BRIEF: Please repeat the records exactly from their first line, finishing at the line containing "pub fn tick(&self)" and including it.

DATA FOR THE TASK:
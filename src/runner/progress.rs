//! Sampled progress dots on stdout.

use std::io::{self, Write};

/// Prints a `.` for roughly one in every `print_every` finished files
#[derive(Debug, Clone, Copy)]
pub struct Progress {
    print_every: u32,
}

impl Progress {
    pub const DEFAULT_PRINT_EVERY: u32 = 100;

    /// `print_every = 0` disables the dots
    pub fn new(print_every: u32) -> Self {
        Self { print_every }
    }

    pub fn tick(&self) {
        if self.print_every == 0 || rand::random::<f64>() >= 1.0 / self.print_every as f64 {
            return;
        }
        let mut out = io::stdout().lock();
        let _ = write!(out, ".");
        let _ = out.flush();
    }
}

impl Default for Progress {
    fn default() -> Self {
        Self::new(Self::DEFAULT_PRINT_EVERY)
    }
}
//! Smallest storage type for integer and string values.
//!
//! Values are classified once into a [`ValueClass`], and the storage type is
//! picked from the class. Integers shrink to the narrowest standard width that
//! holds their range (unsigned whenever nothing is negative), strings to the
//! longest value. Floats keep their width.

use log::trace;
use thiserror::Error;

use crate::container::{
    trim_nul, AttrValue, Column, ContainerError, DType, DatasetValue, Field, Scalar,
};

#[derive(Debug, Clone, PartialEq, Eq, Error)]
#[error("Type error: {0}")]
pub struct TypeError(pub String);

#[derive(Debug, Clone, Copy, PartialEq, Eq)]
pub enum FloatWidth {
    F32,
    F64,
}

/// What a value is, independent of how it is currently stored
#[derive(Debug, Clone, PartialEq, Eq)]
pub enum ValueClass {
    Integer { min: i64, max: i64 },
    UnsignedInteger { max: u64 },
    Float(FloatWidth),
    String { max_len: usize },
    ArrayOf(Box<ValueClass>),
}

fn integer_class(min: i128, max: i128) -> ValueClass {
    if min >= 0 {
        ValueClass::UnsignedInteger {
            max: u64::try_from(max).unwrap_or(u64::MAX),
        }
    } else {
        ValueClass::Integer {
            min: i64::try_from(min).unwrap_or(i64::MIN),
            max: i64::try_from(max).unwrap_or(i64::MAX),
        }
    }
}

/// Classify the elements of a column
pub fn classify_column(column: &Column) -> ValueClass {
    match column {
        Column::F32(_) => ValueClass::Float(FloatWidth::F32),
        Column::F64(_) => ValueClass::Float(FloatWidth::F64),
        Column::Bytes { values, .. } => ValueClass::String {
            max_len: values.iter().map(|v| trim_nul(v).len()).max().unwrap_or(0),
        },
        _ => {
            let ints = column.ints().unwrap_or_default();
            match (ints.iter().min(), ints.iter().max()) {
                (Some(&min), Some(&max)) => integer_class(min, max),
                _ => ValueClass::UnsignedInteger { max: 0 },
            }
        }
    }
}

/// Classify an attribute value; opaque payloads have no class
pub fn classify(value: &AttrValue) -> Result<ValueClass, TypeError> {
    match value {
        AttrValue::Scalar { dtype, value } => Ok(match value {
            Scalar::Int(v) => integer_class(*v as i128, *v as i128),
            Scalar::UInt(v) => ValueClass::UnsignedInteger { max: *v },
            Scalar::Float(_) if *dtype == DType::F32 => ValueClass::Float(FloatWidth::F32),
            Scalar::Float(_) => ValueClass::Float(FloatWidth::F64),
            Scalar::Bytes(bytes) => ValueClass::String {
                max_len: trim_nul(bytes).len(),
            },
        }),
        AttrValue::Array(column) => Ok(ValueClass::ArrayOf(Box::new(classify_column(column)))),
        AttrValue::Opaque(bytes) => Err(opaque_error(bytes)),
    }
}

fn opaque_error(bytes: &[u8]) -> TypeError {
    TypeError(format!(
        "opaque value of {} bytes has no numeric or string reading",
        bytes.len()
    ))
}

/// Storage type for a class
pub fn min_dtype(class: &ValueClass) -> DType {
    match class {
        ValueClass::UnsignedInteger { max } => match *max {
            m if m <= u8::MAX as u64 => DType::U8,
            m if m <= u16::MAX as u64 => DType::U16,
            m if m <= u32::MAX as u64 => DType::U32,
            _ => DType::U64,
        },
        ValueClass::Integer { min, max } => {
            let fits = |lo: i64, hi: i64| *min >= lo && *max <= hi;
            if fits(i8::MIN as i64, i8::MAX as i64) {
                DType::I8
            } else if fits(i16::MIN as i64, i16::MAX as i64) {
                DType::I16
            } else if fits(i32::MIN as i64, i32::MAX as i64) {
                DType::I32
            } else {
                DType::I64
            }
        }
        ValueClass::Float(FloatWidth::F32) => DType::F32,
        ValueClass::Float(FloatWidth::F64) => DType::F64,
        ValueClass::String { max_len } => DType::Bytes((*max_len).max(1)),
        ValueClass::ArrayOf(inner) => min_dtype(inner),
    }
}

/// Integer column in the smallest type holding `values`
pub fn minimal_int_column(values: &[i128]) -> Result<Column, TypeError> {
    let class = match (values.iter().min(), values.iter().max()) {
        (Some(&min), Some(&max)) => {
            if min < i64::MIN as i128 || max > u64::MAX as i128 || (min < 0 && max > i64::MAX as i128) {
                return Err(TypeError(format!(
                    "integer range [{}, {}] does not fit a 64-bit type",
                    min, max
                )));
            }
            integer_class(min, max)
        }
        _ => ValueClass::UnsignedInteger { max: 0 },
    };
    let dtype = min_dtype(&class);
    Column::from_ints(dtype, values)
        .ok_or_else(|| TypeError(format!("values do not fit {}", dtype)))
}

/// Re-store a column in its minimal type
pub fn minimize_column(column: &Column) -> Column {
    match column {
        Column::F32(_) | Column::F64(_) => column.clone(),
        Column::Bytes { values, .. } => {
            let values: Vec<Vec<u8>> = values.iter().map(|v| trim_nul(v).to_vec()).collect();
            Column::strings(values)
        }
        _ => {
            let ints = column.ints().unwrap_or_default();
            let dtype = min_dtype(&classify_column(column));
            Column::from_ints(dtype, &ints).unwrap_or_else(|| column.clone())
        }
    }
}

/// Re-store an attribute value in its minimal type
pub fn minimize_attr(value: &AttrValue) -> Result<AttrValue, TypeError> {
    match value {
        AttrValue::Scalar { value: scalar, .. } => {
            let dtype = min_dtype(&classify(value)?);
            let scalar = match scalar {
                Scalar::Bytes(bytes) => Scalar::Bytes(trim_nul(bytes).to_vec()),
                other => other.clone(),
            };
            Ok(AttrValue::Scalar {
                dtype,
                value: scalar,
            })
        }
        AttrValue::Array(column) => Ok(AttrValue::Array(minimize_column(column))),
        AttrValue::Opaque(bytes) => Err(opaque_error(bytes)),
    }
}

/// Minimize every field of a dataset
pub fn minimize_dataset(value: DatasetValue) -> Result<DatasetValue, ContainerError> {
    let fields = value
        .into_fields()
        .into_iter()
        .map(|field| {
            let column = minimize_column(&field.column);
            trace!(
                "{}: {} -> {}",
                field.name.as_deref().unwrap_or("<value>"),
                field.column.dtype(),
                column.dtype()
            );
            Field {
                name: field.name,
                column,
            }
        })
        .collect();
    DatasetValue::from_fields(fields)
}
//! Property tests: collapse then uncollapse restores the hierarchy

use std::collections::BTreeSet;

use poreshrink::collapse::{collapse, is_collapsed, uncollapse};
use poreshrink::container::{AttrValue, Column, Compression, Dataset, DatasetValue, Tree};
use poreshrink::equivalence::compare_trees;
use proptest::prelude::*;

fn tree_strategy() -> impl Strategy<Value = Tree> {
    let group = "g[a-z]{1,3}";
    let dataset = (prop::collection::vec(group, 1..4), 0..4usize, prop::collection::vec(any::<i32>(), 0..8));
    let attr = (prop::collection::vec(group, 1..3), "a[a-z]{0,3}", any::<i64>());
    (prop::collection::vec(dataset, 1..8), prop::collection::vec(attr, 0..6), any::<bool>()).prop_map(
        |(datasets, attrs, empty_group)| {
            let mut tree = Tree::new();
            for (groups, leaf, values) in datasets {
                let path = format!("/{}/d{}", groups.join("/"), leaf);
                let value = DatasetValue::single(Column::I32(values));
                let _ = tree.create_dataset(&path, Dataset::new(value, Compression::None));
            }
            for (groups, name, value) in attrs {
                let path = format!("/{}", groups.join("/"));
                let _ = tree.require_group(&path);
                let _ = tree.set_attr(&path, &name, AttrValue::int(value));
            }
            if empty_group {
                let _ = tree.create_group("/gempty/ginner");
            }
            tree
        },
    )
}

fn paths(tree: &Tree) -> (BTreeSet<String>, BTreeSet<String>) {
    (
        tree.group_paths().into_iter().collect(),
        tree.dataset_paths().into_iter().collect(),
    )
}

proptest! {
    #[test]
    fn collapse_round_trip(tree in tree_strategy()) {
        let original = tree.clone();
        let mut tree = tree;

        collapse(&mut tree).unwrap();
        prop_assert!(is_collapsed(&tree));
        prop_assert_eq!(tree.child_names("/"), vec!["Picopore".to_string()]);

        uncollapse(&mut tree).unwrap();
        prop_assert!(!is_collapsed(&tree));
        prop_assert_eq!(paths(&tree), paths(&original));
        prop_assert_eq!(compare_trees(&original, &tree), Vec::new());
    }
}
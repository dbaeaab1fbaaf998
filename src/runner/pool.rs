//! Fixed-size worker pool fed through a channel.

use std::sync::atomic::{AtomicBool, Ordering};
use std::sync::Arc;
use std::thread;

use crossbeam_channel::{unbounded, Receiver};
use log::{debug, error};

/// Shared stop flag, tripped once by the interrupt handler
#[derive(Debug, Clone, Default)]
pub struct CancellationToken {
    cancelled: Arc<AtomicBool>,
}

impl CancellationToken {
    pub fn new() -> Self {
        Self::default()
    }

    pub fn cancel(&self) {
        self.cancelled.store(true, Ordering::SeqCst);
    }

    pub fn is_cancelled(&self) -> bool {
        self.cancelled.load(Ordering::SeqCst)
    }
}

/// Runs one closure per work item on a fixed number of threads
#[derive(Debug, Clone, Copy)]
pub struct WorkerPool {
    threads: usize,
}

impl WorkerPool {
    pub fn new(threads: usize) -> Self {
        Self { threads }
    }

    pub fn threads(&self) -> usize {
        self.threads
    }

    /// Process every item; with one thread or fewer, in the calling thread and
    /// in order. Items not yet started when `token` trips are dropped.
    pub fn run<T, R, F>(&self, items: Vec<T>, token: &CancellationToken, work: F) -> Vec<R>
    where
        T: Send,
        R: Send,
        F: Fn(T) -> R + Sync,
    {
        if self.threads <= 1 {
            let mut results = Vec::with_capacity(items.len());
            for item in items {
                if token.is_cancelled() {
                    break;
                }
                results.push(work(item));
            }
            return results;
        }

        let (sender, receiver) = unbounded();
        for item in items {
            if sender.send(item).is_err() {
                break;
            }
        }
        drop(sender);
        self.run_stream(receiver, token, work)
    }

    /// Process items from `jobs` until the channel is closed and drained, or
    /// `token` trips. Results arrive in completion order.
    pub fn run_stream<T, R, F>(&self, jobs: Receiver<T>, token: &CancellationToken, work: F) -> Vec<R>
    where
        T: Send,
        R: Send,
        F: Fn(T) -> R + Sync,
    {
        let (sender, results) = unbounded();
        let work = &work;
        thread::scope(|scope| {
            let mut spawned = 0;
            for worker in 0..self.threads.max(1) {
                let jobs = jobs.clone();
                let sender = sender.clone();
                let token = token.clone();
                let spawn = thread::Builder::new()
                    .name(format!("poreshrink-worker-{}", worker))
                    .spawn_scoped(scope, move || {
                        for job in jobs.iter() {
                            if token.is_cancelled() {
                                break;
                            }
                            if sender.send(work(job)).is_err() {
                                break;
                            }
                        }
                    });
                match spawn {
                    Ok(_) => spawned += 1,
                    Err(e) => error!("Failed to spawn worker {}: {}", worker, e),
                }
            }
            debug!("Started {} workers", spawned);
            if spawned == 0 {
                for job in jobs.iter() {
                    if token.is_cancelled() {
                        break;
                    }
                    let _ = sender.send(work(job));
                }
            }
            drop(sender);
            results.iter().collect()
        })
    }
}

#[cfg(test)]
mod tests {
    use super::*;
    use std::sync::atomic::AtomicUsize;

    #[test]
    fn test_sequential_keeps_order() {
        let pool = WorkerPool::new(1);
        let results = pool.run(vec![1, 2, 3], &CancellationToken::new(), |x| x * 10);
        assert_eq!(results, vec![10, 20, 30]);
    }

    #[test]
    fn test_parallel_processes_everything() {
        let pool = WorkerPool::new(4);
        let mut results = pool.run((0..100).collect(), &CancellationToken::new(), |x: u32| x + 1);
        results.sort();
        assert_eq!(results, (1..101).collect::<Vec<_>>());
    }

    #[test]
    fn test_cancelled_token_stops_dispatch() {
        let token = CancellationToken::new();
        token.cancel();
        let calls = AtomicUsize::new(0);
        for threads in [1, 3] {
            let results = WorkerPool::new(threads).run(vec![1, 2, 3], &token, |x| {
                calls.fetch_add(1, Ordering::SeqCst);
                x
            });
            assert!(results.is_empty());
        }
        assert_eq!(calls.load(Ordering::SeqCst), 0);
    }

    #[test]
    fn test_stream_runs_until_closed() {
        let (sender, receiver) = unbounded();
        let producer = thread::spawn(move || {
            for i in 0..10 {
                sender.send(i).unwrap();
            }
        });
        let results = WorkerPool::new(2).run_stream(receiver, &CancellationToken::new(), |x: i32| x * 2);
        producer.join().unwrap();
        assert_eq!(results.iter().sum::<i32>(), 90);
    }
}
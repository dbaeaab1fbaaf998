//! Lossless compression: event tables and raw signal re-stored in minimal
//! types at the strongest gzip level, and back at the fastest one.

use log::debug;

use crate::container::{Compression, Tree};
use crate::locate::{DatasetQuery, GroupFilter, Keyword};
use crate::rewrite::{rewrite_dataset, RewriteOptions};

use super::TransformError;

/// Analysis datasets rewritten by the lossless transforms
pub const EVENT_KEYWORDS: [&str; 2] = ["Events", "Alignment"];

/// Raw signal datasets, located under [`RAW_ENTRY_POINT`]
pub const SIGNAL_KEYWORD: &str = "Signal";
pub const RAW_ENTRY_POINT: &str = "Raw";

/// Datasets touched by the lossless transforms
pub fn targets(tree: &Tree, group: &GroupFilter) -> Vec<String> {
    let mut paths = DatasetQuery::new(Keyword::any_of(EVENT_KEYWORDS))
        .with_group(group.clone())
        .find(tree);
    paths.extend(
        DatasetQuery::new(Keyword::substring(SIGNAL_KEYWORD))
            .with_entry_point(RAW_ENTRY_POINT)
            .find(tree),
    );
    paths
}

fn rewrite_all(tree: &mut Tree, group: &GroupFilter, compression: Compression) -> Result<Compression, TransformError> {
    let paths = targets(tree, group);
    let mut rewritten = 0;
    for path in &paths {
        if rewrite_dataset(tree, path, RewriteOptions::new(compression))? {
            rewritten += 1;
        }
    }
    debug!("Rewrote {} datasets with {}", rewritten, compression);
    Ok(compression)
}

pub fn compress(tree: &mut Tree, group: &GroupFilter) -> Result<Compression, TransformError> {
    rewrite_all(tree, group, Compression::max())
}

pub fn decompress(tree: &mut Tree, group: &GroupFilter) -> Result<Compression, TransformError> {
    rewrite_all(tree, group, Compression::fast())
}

SOLUTION TO THIS PROBLEM:
filename src/runner/progress.rs
//! Sampled progress dots on stdout.

use std::io::{self, Write};

/// Prints a `.` for roughly one in every `print_every` finished files
#[derive(Debug, Clone, Copy)]
pub struct Progress {
    print_every: u32,
}

impl Progress {
    pub const DEFAULT_PRINT_EVERY: u32 = 100;

    /// `print_every = 0` disables the dots
    pub fn new(print_every: u32) -> Self {
        Self { print_every }
    }

    pub fn tick(&self) {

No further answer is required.